### SOURCE MATERIAL

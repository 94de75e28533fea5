use std::{
  fs::{self, File, OpenOptions},
  io::{self, BufRead, BufReader, Write},
  path::{Path, PathBuf},
  sync::{Arc, Mutex, OnceLock},
};

use tracing_subscriber::{EnvFilter, fmt::{self, time::LocalTime}, prelude::*};

use crate::configs::Config;

static FILE_SINK: OnceLock<CappedFileWriter> = OnceLock::new();

/// `println!` that is mirrored into the log file when one is configured.
#[macro_export]
macro_rules! log_println {
    () => {{
        std::println!();
        $crate::common::logger::mirror_to_file("\n");
    }};
    ($($arg:tt)*) => {{
        let msg = format!($($arg)*);
        std::println!("{}", msg);
        $crate::common::logger::mirror_to_file(&format!("{}\n", msg));
    }};
}

pub fn mirror_to_file(msg: &str) {
  if let Some(mut writer) = FILE_SINK.get().cloned() {
    let _ = writer.write_all(strip_ansi(msg).as_bytes());
  }
}

fn strip_ansi(s: &str) -> String {
  let mut out = String::with_capacity(s.len());
  let mut in_escape = false;
  for c in s.chars() {
    match (in_escape, c) {
      (_, '\x1b') => in_escape = true,
      (true, c) if c.is_ascii_alphabetic() => in_escape = false,
      (true, _) => {}
      (false, c) => out.push(c),
    }
  }
  out
}

/// Builds the `EnvFilter` directive string from `[logging]`.
fn filter_directives(config: &Config) -> String {
  let logging = config.logging.as_ref();
  let level = logging.and_then(|l| l.level.as_deref()).unwrap_or("info");
  match logging.and_then(|l| l.filters.as_deref()) {
    Some(filters) if !filters.is_empty() => format!("{},{}", level, filters),
    _ => format!("{},hyper=warn,reqwest=warn", level),
  }
}

pub fn init(config: &Config) {
  let env_filter =
    EnvFilter::try_from_default_env().unwrap_or_else(|_| EnvFilter::new(filter_directives(config)));

  let stdout_layer = fmt::layer()
    .with_timer(LocalTime::rfc_3339())
    .with_target(true)
    .with_thread_ids(true)
    .with_line_number(true)
    .with_file(false);

  let file_layer = config
    .logging
    .as_ref()
    .and_then(|l| l.file.as_ref())
    .map(|file_config| {
      if let Some(parent) = Path::new(&file_config.path).parent() {
        if let Err(e) = fs::create_dir_all(parent) {
          eprintln!("Failed to create log directory: {}", e);
        }
      }
      let writer = CappedFileWriter::new(PathBuf::from(&file_config.path), file_config.max_lines);
      let _ = FILE_SINK.set(writer.clone());
      fmt::layer()
        .with_writer(writer)
        .with_timer(LocalTime::rfc_3339())
        .with_target(true)
        .with_line_number(true)
        .with_ansi(false)
    });

  let _ = tracing_subscriber::registry()
    .with(env_filter)
    .with(stdout_layer)
    .with(file_layer)
    .try_init();
}

/// Append-only log file that trims itself back to `max_lines` once enough
/// new lines have been written.
#[derive(Clone)]
pub(crate) struct CappedFileWriter {
  path: PathBuf,
  max_lines: usize,
  pending_lines: Arc<Mutex<usize>>,
}

impl CappedFileWriter {
  fn new(path: PathBuf, max_lines: usize) -> Self {
    Self {
      path,
      max_lines: max_lines.max(1),
      pending_lines: Arc::new(Mutex::new(0)),
    }
  }

  fn trim_threshold(&self) -> usize {
    (self.max_lines / 10).max(50)
  }

  fn trim(&self) -> io::Result<()> {
    if !self.path.exists() {
      return Ok(());
    }
    let lines: Vec<String> = BufReader::new(File::open(&self.path)?)
      .lines()
      .collect::<Result<_, _>>()?;
    if lines.len() <= self.max_lines {
      return Ok(());
    }
    let mut file = File::create(&self.path)?;
    for line in &lines[lines.len() - self.max_lines..] {
      writeln!(file, "{}", line)?;
    }
    Ok(())
  }
}

impl io::Write for CappedFileWriter {
  fn write(&mut self, buf: &[u8]) -> io::Result<usize> {
    OpenOptions::new()
      .create(true)
      .append(true)
      .open(&self.path)?
      .write_all(buf)?;

    let mut pending = self.pending_lines.lock().unwrap_or_else(|e| e.into_inner());
    *pending += buf.iter().filter(|&&b| b == b'\n').count();
    if *pending >= self.trim_threshold() {
      if let Err(e) = self.trim() {
        eprintln!("Failed to trim log file: {}", e);
      }
      *pending = 0;
    }
    Ok(buf.len())
  }

  fn flush(&mut self) -> io::Result<()> {
    Ok(())
  }
}

impl<'a> fmt::MakeWriter<'a> for CappedFileWriter {
  type Writer = Self;

  fn make_writer(&'a self) -> Self::Writer {
    self.clone()
  }
}
use serde::{Deserialize, Serialize};

use crate::{common::types::AnyResult, configs::*};

#[derive(Debug, Deserialize, Serialize, Clone, Default)]
pub struct Config {
  #[serde(default)]
  pub server: ServerConfig,
  #[serde(default)]
  pub logging: Option<LoggingConfig>,
  #[serde(default)]
  pub resolver: ResolverConfig,
  #[serde(default)]
  pub sources: SourcesConfig,
  #[serde(default)]
  pub transport: TransportConfig,
  #[serde(default)]
  pub extraction: ExtractionConfig,
  #[serde(default)]
  pub cache: CacheConfig,
}

impl Config {
  pub fn load() -> AnyResult<Self> {
    let config_path = if std::path::Path::new("config.toml").exists() {
      "config.toml"
    } else if std::path::Path::new("config.default.toml").exists() {
      "config.default.toml"
    } else {
      return Err("config.toml or config.default.toml not found".into());
    };

    crate::log_println!("Loading configuration from: {}", config_path);

    let config_str = std::fs::read_to_string(config_path)?;
    Self::from_toml(&config_str)
  }

  pub fn from_toml(raw: &str) -> AnyResult<Self> {
    let config: Config = toml::from_str(raw)?;
    config.resolver.validate()?;
    config.transport.validate()?;
    Ok(config)
  }
}

#[cfg(test)]
mod tests {
  use super::*;

  #[test]
  fn empty_file_yields_defaults() {
    let config = Config::from_toml("").unwrap();
    assert_eq!(config.resolver.concurrency, 3);
    assert_eq!(config.resolver.max_hops, 5);
    assert_eq!(config.sources.hosts.len(), 9);
    assert!(config.transport.relays.is_empty());
    assert_eq!(config.extraction.decoders.len(), 1);
  }

  #[test]
  fn relays_and_decoders_parse_from_toml() {
    let raw = r#"
      [resolver]
      concurrency = 2
      stagger_min_ms = 0
      stagger_max_ms = 0

      [[transport.relays]]
      name = "codetabs"
      endpoint = "https://api.codetabs.com/v1/proxy?quest="
      request = "concat"

      [[transport.relays]]
      name = "allorigins"
      endpoint = "https://api.allorigins.win/get?url="
      request = "percent_encoded"
      response = { kind = "json", body_field = "contents", status_field = "status.http_code" }

      [[extraction.decoders]]
      name = "rev-b64-shift"
      steps = [{ op = "reverse" }, { op = "base64" }, { op = "shift", by = -3 }]
    "#;
    let config = Config::from_toml(raw).unwrap();
    assert_eq!(config.resolver.concurrency, 2);
    assert_eq!(config.transport.relays.len(), 2);
    assert_eq!(config.transport.relays[0].request, RelayRequest::Concat);
    assert_eq!(config.transport.relays[0].response, RelayResponse::Raw);
    match &config.transport.relays[1].response {
      RelayResponse::Json { body_field, status_field, .. } => {
        assert_eq!(body_field, "contents");
        assert_eq!(status_field.as_deref(), Some("status.http_code"));
      }
      other => panic!("unexpected response rule: {:?}", other),
    }
    assert_eq!(
      config.extraction.decoders[0].steps,
      vec![DecodeStep::Reverse, DecodeStep::Base64, DecodeStep::Shift { by: -3 }]
    );
  }

  #[test]
  fn zero_concurrency_is_rejected() {
    assert!(Config::from_toml("[resolver]\nconcurrency = 0\n").is_err());
  }

  #[test]
  fn zero_attempt_timeout_is_rejected() {
    assert!(Config::from_toml("[transport]\nattempt_timeout_ms = 0\n").is_err());
    assert!(Config::from_toml("[transport]\nattempt_timeout_ms = 1\n").is_ok());
  }

  #[test]
  fn transport_needs_some_route() {
    assert!(Config::from_toml("[transport]\ndirect = false\n").is_err());
  }
}
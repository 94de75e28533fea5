use url::Url;

use super::types::Resolution;

pub fn extract_attr_u64(line: &str, key: &str) -> Option<u64> {
  extract_attr_str(line, key)?.parse().ok()
}

pub fn extract_attr_str(line: &str, key: &str) -> Option<String> {
  let key_eq = format!("{}=", key);
  // Attributes follow `#TAG:` or a comma
  let pos = line
    .find(&format!(":{}", key_eq))
    .or_else(|| line.find(&format!(",{}", key_eq)))?
    + 1;

  let rest = &line[pos + key_eq.len()..];
  if let Some(quoted) = rest.strip_prefix('"') {
    let end = quoted.find('"')?;
    Some(quoted[..end].to_string())
  } else {
    let end = rest.find(',').unwrap_or(rest.len());
    Some(rest[..end].trim().to_string())
  }
}

pub fn parse_resolution(raw: &str) -> Option<Resolution> {
  let (w, h) = raw.split_once(['x', 'X'])?;
  Some(Resolution {
    width: w.trim().parse().ok()?,
    height: h.trim().parse().ok()?,
  })
}

/// Resolves a playlist URI against the playlist's own URL. Tokens in the
/// playlist URL's query are not carried over to relative entries.
pub fn resolve_url(base: &str, maybe_relative: &str) -> String {
  if maybe_relative.starts_with("http://") || maybe_relative.starts_with("https://") {
    return maybe_relative.to_string();
  }
  let Ok(mut base_url) = Url::parse(base) else {
    return maybe_relative.to_string();
  };
  base_url.set_query(None);
  base_url.set_fragment(None);
  base_url
    .join(maybe_relative)
    .map(|u| u.to_string())
    .unwrap_or_else(|_| maybe_relative.to_string())
}
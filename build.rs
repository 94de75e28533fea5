use std::{process::Command, time::SystemTime};

fn main() {
  let now = SystemTime::now()
    .duration_since(std::time::UNIX_EPOCH)
    .map(|d| d.as_secs())
    .unwrap_or_default();
  println!("cargo:rustc-env=BUILD_TIME={}", now);

  println!("cargo:rerun-if-changed=.git/HEAD");
  if std::path::Path::new(".git/refs/heads").exists() {
    println!("cargo:rerun-if-changed=.git/refs/heads");
  }

  let branch = git(&["rev-parse", "--abbrev-ref", "HEAD"]).unwrap_or_else(|| "unknown".into());
  let commit = git(&["rev-parse", "--short", "HEAD"]).unwrap_or_else(|| "unknown".into());

  println!("cargo:rustc-env=GIT_BRANCH={}", branch);
  println!("cargo:rustc-env=GIT_COMMIT_SHORT={}", commit);
}

fn git(args: &[&str]) -> Option<String> {
  let output = Command::new("git").args(args).output().ok()?;
  if !output.status.success() {
    return None;
  }
  let value = String::from_utf8_lossy(&output.stdout).trim().to_string();
  (!value.is_empty()).then_some(value)
}
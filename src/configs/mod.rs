pub mod base;
pub mod cache;
pub mod extraction;
pub mod logging;
pub mod resolver;
pub mod server;
pub mod sources;
pub mod transport;

pub use base::*;
pub use cache::*;
pub use extraction::*;
pub use logging::*;
pub use resolver::*;
pub use server::*;
pub use sources::*;
pub use transport::*;
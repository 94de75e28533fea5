//! One logical page fetch: a direct attempt, then each configured relay in
//! order, every attempt bounded by the same timeout and the caller's
//! cancellation token.

use std::{future::Future, time::Duration};

use async_trait::async_trait;
use reqwest::header::{HeaderMap, SET_COOKIE};
use thiserror::Error;
use tokio_util::sync::CancellationToken;
use tracing::{debug, trace};

use crate::{common::http::HttpClient, configs::TransportConfig};

pub mod relay;

pub use relay::Relay;

#[derive(Debug, Clone, PartialEq, Eq, Error)]
pub enum TransportError {
  #[error("fetch cancelled")]
  Cancelled,
  #[error("timed out after {after_ms}ms fetching {url}")]
  Timeout { url: String, after_ms: u64 },
  #[error("upstream answered {status} for {url}")]
  Status { url: String, status: u16 },
  #[error("network error: {0}")]
  Network(String),
  #[error("relay {relay} failed: {detail}")]
  Relay { relay: String, detail: String },
  #[error("invalid url {0}")]
  InvalidUrl(String),
  #[error("all {attempts} attempts failed, last: {last}")]
  Exhausted {
    attempts: usize,
    last: Box<TransportError>,
  },
}

impl TransportError {
  pub fn is_cancelled(&self) -> bool {
    matches!(self, Self::Cancelled)
  }

  /// The HTTP status behind a failure, when the upstream answered at all.
  pub fn upstream_status(&self) -> Option<u16> {
    match self {
      Self::Status { status, .. } => Some(*status),
      Self::Exhausted { last, .. } => last.upstream_status(),
      _ => None,
    }
  }
}

impl From<reqwest::Error> for TransportError {
  fn from(e: reqwest::Error) -> Self {
    let url = e.url().map(|u| u.to_string()).unwrap_or_default();
    if e.is_timeout() {
      Self::Timeout { url, after_ms: 0 }
    } else if let Some(status) = e.status() {
      Self::Status {
        url,
        status: status.as_u16(),
      }
    } else {
      Self::Network(e.to_string())
    }
  }
}

/// Which path produced a response.
#[derive(Debug, Clone, PartialEq, Eq)]
pub enum FetchRoute {
  Direct,
  Relay(String),
}

/// A page response, normalized regardless of the path it took.
#[derive(Debug, Clone)]
pub struct FetchResponse {
  pub status: u16,
  pub headers: HeaderMap,
  pub body: String,
  pub route: FetchRoute,
}

impl FetchResponse {
  pub fn is_success(&self) -> bool {
    (200..300).contains(&self.status)
  }

  /// `Set-Cookie` values reduced to a single `Cookie` header value.
  pub fn session_cookies(&self) -> Option<String> {
    let pairs: Vec<&str> = self
      .headers
      .get_all(SET_COOKIE)
      .iter()
      .filter_map(|v| v.to_str().ok())
      .filter_map(|v| v.split(';').next())
      .map(str::trim)
      .filter(|pair| pair.contains('='))
      .collect();
    (!pairs.is_empty()).then(|| pairs.join("; "))
  }
}

/// The seam the chain walker fetches through.
#[async_trait]
pub trait Fetcher: Send + Sync {
  async fn fetch(
    &self,
    url: &str,
    headers: &HeaderMap,
    cancel: &CancellationToken,
  ) -> Result<FetchResponse, TransportError>;
}

pub struct Transport {
  client: reqwest::Client,
  relays: Vec<Relay>,
  attempt_timeout: Duration,
  direct: bool,
}

impl Transport {
  pub fn new(config: &TransportConfig) -> Result<Self, reqwest::Error> {
    let attempt_timeout = Duration::from_millis(config.attempt_timeout_ms);
    Ok(Self {
      client: HttpClient::new(attempt_timeout)?,
      relays: config.relays.iter().cloned().map(Relay::new).collect(),
      attempt_timeout,
      direct: config.direct,
    })
  }

  pub fn relay_count(&self) -> usize {
    self.relays.len()
  }

  async fn direct(&self, url: &str, headers: &HeaderMap) -> Result<FetchResponse, TransportError> {
    let resp = self.client.get(url).headers(headers.clone()).send().await?;
    let status = resp.status().as_u16();
    let headers = resp.headers().clone();
    let body = resp.text().await?;
    Ok(FetchResponse {
      status,
      headers,
      body,
      route: FetchRoute::Direct,
    })
  }

  /// Runs one attempt under the per-attempt timeout, abandoning it as soon as
  /// `cancel` fires. Non-success statuses count as failures.
  async fn attempt<F>(
    &self,
    url: &str,
    cancel: &CancellationToken,
    fut: F,
  ) -> Result<FetchResponse, TransportError>
  where
    F: Future<Output = Result<FetchResponse, TransportError>>,
  {
    let timed_out = || TransportError::Timeout {
      url: url.to_string(),
      after_ms: self.attempt_timeout.as_millis() as u64,
    };
    tokio::select! {
      biased;
      _ = cancel.cancelled() => Err(TransportError::Cancelled),
      res = tokio::time::timeout(self.attempt_timeout, fut) => match res {
        Err(_) | Ok(Err(TransportError::Timeout { .. })) => Err(timed_out()),
        Ok(Ok(resp)) if resp.is_success() => Ok(resp),
        Ok(Ok(resp)) => Err(TransportError::Status {
          url: url.to_string(),
          status: resp.status,
        }),
        Ok(Err(e)) => Err(e),
      },
    }
  }
}

#[async_trait]
impl Fetcher for Transport {
  async fn fetch(
    &self,
    url: &str,
    headers: &HeaderMap,
    cancel: &CancellationToken,
  ) -> Result<FetchResponse, TransportError> {
    if cancel.is_cancelled() {
      return Err(TransportError::Cancelled);
    }
    reqwest::Url::parse(url).map_err(|_| TransportError::InvalidUrl(url.to_string()))?;

    let mut attempts = 0;
    let mut last = None;

    if self.direct {
      attempts += 1;
      match self.attempt(url, cancel, self.direct(url, headers)).await {
        Ok(resp) => return Ok(resp),
        Err(TransportError::Cancelled) => return Err(TransportError::Cancelled),
        Err(e) => {
          debug!("Direct fetch of {} failed: {}", url, e);
          last = Some(e);
        }
      }
    }

    for relay in &self.relays {
      attempts += 1;
      trace!("Trying relay {} for {}", relay.name(), url);
      match self
        .attempt(url, cancel, relay.fetch(&self.client, url, headers))
        .await
      {
        Ok(resp) => {
          debug!("Relay {} served {} ({} bytes)", relay.name(), url, resp.body.len());
          return Ok(resp);
        }
        Err(TransportError::Cancelled) => return Err(TransportError::Cancelled),
        Err(e) => {
          debug!("Relay {} failed for {}: {}", relay.name(), url, e);
          last = Some(TransportError::Relay {
            relay: relay.name().to_string(),
            detail: e.to_string(),
          });
        }
      }
    }

    Err(match last {
      Some(last) if attempts == 1 => last,
      Some(last) => TransportError::Exhausted {
        attempts,
        last: Box::new(last),
      },
      None => TransportError::Network("no direct attempt and no relays configured".to_string()),
    })
  }
}

#[cfg(test)]
mod tests {
  use std::time::Instant;

  use wiremock::{
    Mock, MockServer, ResponseTemplate,
    matchers::{body_partial_json, method, path},
  };

  use super::*;
  use crate::configs::{RelayConfig, RelayRequest, RelayResponse};

  fn concat_relay(server: &MockServer, name: &str) -> RelayConfig {
    RelayConfig {
      name: name.to_string(),
      endpoint: format!("{}/{}?url=", server.uri(), name),
      request: RelayRequest::Concat,
      response: RelayResponse::Raw,
    }
  }

  fn transport(relays: Vec<RelayConfig>, timeout_ms: u64) -> Transport {
    Transport::new(&TransportConfig {
      attempt_timeout_ms: timeout_ms,
      relays,
      ..TransportConfig::default()
    })
    .unwrap()
  }

  #[tokio::test]
  async fn direct_success_carries_cookies() {
    let server = MockServer::start().await;
    Mock::given(method("GET"))
      .and(path("/embed"))
      .respond_with(
        ResponseTemplate::new(200)
          .set_body_string("<html>hello</html>")
          .append_header("set-cookie", "sid=abc; Path=/; HttpOnly"),
      )
      .expect(1)
      .mount(&server)
      .await;

    let resp = transport(vec![], 2_000)
      .fetch(&format!("{}/embed", server.uri()), &HeaderMap::new(), &CancellationToken::new())
      .await
      .unwrap();
    assert_eq!(resp.route, FetchRoute::Direct);
    assert_eq!(resp.body, "<html>hello</html>");
    assert_eq!(resp.session_cookies().as_deref(), Some("sid=abc"));
  }

  #[tokio::test]
  async fn falls_back_through_relays_in_order() {
    let server = MockServer::start().await;
    Mock::given(method("GET"))
      .and(path("/page"))
      .respond_with(ResponseTemplate::new(503))
      .expect(1)
      .mount(&server)
      .await;
    Mock::given(method("GET"))
      .and(path("/relay-a"))
      .respond_with(ResponseTemplate::new(500))
      .expect(1)
      .mount(&server)
      .await;
    Mock::given(method("GET"))
      .and(path("/relay-b"))
      .respond_with(ResponseTemplate::new(200).set_body_string("relayed page"))
      .expect(1)
      .mount(&server)
      .await;
    Mock::given(method("GET"))
      .and(path("/relay-c"))
      .respond_with(ResponseTemplate::new(200).set_body_string("never used"))
      .expect(0)
      .mount(&server)
      .await;

    let relays = vec![
      concat_relay(&server, "relay-a"),
      concat_relay(&server, "relay-b"),
      concat_relay(&server, "relay-c"),
    ];
    let t = transport(relays, 2_000);
    assert_eq!(t.relay_count(), 3);
    let resp = t
      .fetch(&format!("{}/page", server.uri()), &HeaderMap::new(), &CancellationToken::new())
      .await
      .unwrap();
    assert_eq!(resp.body, "relayed page");
    assert_eq!(resp.status, 200);
    assert_eq!(resp.route, FetchRoute::Relay("relay-b".to_string()));
  }

  #[tokio::test]
  async fn json_envelope_relay_is_normalized() {
    let server = MockServer::start().await;
    Mock::given(method("GET"))
      .and(path("/page"))
      .respond_with(ResponseTemplate::new(403))
      .mount(&server)
      .await;
    let target = format!("{}/page", server.uri());
    Mock::given(method("POST"))
      .and(path("/api/proxy"))
      .and(body_partial_json(serde_json::json!({ "targetUrl": target })))
      .respond_with(ResponseTemplate::new(200).set_body_json(serde_json::json!({
        "status": 200,
        "statusText": "OK",
        "body": "<iframe src=\"/next\"></iframe>",
      })))
      .expect(1)
      .mount(&server)
      .await;

    let relay = RelayConfig {
      name: "self".to_string(),
      endpoint: format!("{}/api/proxy", server.uri()),
      request: RelayRequest::JsonPost,
      response: RelayResponse::Json {
        body_field: "body".to_string(),
        status_field: Some("status".to_string()),
        headers_field: None,
        error_field: Some("error".to_string()),
      },
    };
    let resp = transport(vec![relay], 2_000)
      .fetch(&target, &HeaderMap::new(), &CancellationToken::new())
      .await
      .unwrap();
    assert_eq!(resp.body, "<iframe src=\"/next\"></iframe>");
    assert_eq!(resp.route, FetchRoute::Relay("self".to_string()));
  }

  #[tokio::test]
  async fn exhausted_reports_attempt_count() {
    let server = MockServer::start().await;
    Mock::given(method("GET"))
      .respond_with(ResponseTemplate::new(502))
      .mount(&server)
      .await;

    let err = transport(vec![concat_relay(&server, "relay-a")], 2_000)
      .fetch(&format!("{}/page", server.uri()), &HeaderMap::new(), &CancellationToken::new())
      .await
      .unwrap_err();
    match err {
      TransportError::Exhausted { attempts, last } => {
        assert_eq!(attempts, 2);
        assert!(matches!(*last, TransportError::Relay { .. }));
      }
      other => panic!("unexpected error: {:?}", other),
    }
  }

  #[tokio::test]
  async fn slow_attempt_times_out() {
    let server = MockServer::start().await;
    Mock::given(method("GET"))
      .respond_with(ResponseTemplate::new(200).set_delay(Duration::from_secs(3)))
      .mount(&server)
      .await;

    let err = transport(vec![], 200)
      .fetch(&format!("{}/slow", server.uri()), &HeaderMap::new(), &CancellationToken::new())
      .await
      .unwrap_err();
    assert!(matches!(err, TransportError::Timeout { after_ms: 200, .. }));
  }

  #[tokio::test]
  async fn cancellation_aborts_in_flight_attempt() {
    let server = MockServer::start().await;
    Mock::given(method("GET"))
      .respond_with(ResponseTemplate::new(200).set_delay(Duration::from_secs(5)))
      .mount(&server)
      .await;

    let cancel = CancellationToken::new();
    let trigger = cancel.clone();
    tokio::spawn(async move {
      tokio::time::sleep(Duration::from_millis(50)).await;
      trigger.cancel();
    });

    let started = Instant::now();
    let err = transport(vec![concat_relay(&server, "relay-a")], 4_000)
      .fetch(&format!("{}/slow", server.uri()), &HeaderMap::new(), &cancel)
      .await
      .unwrap_err();
    assert!(err.is_cancelled());
    assert!(started.elapsed() < Duration::from_secs(2));
  }

  #[tokio::test]
  async fn invalid_url_is_rejected_without_io() {
    let err = transport(vec![], 1_000)
      .fetch("not a url", &HeaderMap::new(), &CancellationToken::new())
      .await
      .unwrap_err();
    assert_eq!(err, TransportError::InvalidUrl("not a url".to_string()));
  }
}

### PROBLEM REQUIREMENTS
Reproduce the material above exactly, beginning at its first line and ending with the line that holds "fn filter_directives(config: &Config)". Include nothing else.

### THE COMPLETED TASK
repository 94de75e28533fea5
use std::{
  fs::{self, File, OpenOptions},
  io::{self, BufRead, BufReader, Write},
  path::{Path, PathBuf},
  sync::{Arc, Mutex, OnceLock},
};

use tracing_subscriber::{EnvFilter, fmt::{self, time::LocalTime}, prelude::*};

use crate::configs::Config;

static FILE_SINK: OnceLock<CappedFileWriter> = OnceLock::new();

/// `println!` that is mirrored into the log file when one is configured.
#[macro_export]
macro_rules! log_println {
    () => {{
        std::println!();
        $crate::common::logger::mirror_to_file("\n");
    }};
    ($($arg:tt)*) => {{
        let msg = format!($($arg)*);
        std::println!("{}", msg);
        $crate::common::logger::mirror_to_file(&format!("{}\n", msg));
    }};
}

pub fn mirror_to_file(msg: &str) {
  if let Some(mut writer) = FILE_SINK.get().cloned() {
    let _ = writer.write_all(strip_ansi(msg).as_bytes());
  }
}

fn strip_ansi(s: &str) -> String {
  let mut out = String::with_capacity(s.len());
  let mut in_escape = false;
  for c in s.chars() {
    match (in_escape, c) {
      (_, '\x1b') => in_escape = true,
      (true, c) if c.is_ascii_alphabetic() => in_escape = false,
      (true, _) => {}
      (false, c) => out.push(c),
    }
  }
  out
}

/// Builds the `EnvFilter` directive string from `[logging]`.
fn filter_directives(config: &Config) -> String {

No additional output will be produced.